PMD6 - Real-World Data Analysis of Confirmatory Biopsy Utilization in Suspected Prostate Cancer Patients

Abstract

As the US healthcare system transitions away from volume-based delivery to one that is focused on quality and value, there is a continued focus on understanding the drivers of cost, especially in oncology. Over one million prostate biopsies are performed annually, with many newly diagnosed cases being patients who may never die of the disease. Potential cost savings exist in identifying patients for which biopsy is unnecessary. In this study, we quantify the use of biopsy procedure in the diagnosis of prostate cancer. We utilized a chart pull survey methodology to identify 1,000 patients who had undergone traditional sextant prostate biopsy for suspected prostate cancer. Patient chart surveys were collected from 11 community urology sites varying in practice size and geographic representation from across the US. Patients were separated into research cohorts by whether they had received molecular testing prior to biopsy.
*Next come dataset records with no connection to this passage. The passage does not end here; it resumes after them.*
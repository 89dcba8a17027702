//! Portfolio data stored on disk inside the git-backed data root.

pub mod classifier;
pub mod config;
pub mod dir;
pub mod git;
pub mod group;
pub mod slug;

use std::future::Future;
use std::io::ErrorKind;
use std::path::{Path, PathBuf};

use serde::Serialize;
use serde_json::Value;
use thiserror::Error;

use crate::schema::{SchemaError, Shape};

pub use classifier::{ClassifierInfo, ClassifierStore};
pub use config::{PortfolioConfig, PortfolioStore};
pub use dir::DataDirectory;
pub use git::{GitBootstrap, GitCli, GitError, RepoCloner};
pub use group::{GroupBrief, GroupInfo, GroupStore};

/// Errors from reading or writing portfolio data
#[derive(Debug, Error)]
pub enum DataError {
    #[error("Data directory is not initialized")]
    NotInitialized,

    #[error("Not found: {0}")]
    NotFound(String),

    #[error("Already exists: {0}")]
    AlreadyExists(String),

    #[error("Invalid input: {0}")]
    InvalidInput(String),

    #[error("Invalid data in {file}: {source}")]
    Validation {
        file: String,
        #[source]
        source: SchemaError,
    },

    #[error("Malformed JSON in {file}: {source}")]
    Json {
        file: String,
        #[source]
        source: serde_json::Error,
    },

    #[error("IO error at {path:?}: {source}")]
    Io {
        path: PathBuf,
        #[source]
        source: std::io::Error,
    },
}

impl DataError {
    fn io(path: &Path, source: std::io::Error) -> Self {
        if source.kind() == ErrorKind::NotFound {
            DataError::NotFound(path.display().to_string())
        } else {
            DataError::Io { path: path.to_path_buf(), source }
        }
    }
}

/// Read a JSON file and validate it against `shape`
pub(crate) async fn read_validated<T: serde::de::DeserializeOwned>(
    path: &Path,
    shape: &Shape,
) -> Result<T, DataError> {
    let text = read_text(path).await?;
    let file = path.display().to_string();

    let value: Value = serde_json::from_str(&text).map_err(|source| {
        tracing::warn!("Malformed JSON in '{}': {}", file, source);
        DataError::Json { file: file.clone(), source }
    })?;

    shape.parse(&value).map_err(|source| {
        tracing::warn!("Error while validating '{}': {}", file, source);
        DataError::Validation { file, source }
    })
}

/// Write `value` as pretty-printed JSON, replacing any existing file
pub(crate) async fn write_json<T: Serialize>(path: &Path, value: &T) -> Result<(), DataError> {
    let content = serde_json::to_string_pretty(value).map_err(|source| DataError::Json {
        file: path.display().to_string(),
        source,
    })?;
    write_text(path, &content).await
}

pub(crate) async fn read_text(path: &Path) -> Result<String, DataError> {
    tokio::fs::read_to_string(path)
        .await
        .map_err(|e| DataError::io(path, e))
}

pub(crate) async fn write_text(path: &Path, content: &str) -> Result<(), DataError> {
    tokio::fs::write(path, content)
        .await
        .map_err(|e| DataError::io(path, e))
}

/// Create `path` as a new directory, failing if anything already exists there
pub(crate) async fn create_dir_exclusive(path: &Path, slug: &str) -> Result<(), DataError> {
    match tokio::fs::create_dir(path).await {
        Ok(()) => Ok(()),
        Err(e) if e.kind() == ErrorKind::AlreadyExists => {
            Err(DataError::AlreadyExists(slug.to_string()))
        }
        Err(e) => Err(DataError::io(path, e)),
    }
}

/// Create `path` exclusively and fill it with `populate`. If populating
/// fails the new directory is removed again, so the slug stays free.
pub(crate) async fn create_populated_dir<F, Fut>(
    path: &Path,
    slug: &str,
    populate: F,
) -> Result<(), DataError>
where
    F: FnOnce() -> Fut,
    Fut: Future<Output = Result<(), DataError>>,
{
    create_dir_exclusive(path, slug).await?;
    if let Err(e) = populate().await {
        if let Err(cleanup) = tokio::fs::remove_dir_all(path).await {
            tracing::error!("Failed to remove partially created {:?}: {}", path, cleanup);
        }
        return Err(e);
    }
    Ok(())
}

/// Names of the subdirectories of `path`, in listing order
pub(crate) async fn list_subdirectories(path: &Path) -> Result<Vec<String>, DataError> {
    let mut entries = match tokio::fs::read_dir(path).await {
        Ok(entries) => entries,
        Err(e) if e.kind() == ErrorKind::NotFound => return Ok(Vec::new()),
        Err(e) => return Err(DataError::io(path, e)),
    };

    let mut names = Vec::new();
    while let Some(entry) = entries.next_entry().await.map_err(|e| DataError::io(path, e))? {
        let is_dir = entry
            .file_type()
            .await
            .map(|t| t.is_dir())
            .unwrap_or(false);
        if !is_dir {
            continue;
        }
        if let Some(name) = entry.file_name().to_str() {
            if name != dir::GIT_DIR {
                names.push(name.to_string());
            }
        }
    }
    Ok(names)
}

/// Initial `README.md` for a newly created group or classifier
pub(crate) fn seed_readme(name: &str, description: &str) -> String {
    let mut readme = format!("# {}\n", name);
    if !description.is_empty() {
        readme.push_str(&format!("\n{}\n", description));
    }
    readme
}

/// A random `#rrggbb` color
pub(crate) fn random_color() -> String {
    use rand::Rng;
    let rgb: u32 = rand::rng().random_range(0..=0xff_ff_ff);
    format!("#{:06x}", rgb)
}
// handlers/mod.rs - Two-tier handler layout
//
// Public (no token) → Protected (bearer token from login or first run)
pub mod public; // Reads, setup and token acquisition
pub mod protected; // Mutations and credential management

use serde::Deserialize;

/// Body of every `PUT .../readme` request
#[derive(Debug, Deserialize)]
pub struct ReadmeBody {
    pub readme: String,
}

/// Body of group and classifier creation requests
#[derive(Debug, Deserialize)]
pub struct CreateBody {
    pub name: String,
    #[serde(default)]
    pub description: String,
}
Our research found that among the 1,000 patients who received a prostate biopsy, the most common reason for biopsy was elevated prostate-specific antigen (PSA), followed by abnormal digital rectal exam (DRE). Only 80 patients (8%) received a molecular test (4Kscore, PHI, PCA3, SelectMDx) prior to biopsy. Among the 1,000 patients who received a biopsy, 530 (53%) were confirmed to have prostate cancer. Among the 80 patients who had molecular testing prior to biopsy, 41 (51%) were confirmed to have prostate cancer. This result represents no significant difference in the rate of patients confirmed to have prostate cancer following biopsy (p=0.74), with or without prior molecular testing. Our results demonstrated that use of molecular testing did not improve the rate of prostate cancer confirmation through biopsy. They also highlighted the need for more accurate biomarkers for molecular testing to determine which patients should be biopsied among those suspected of having prostate cancer.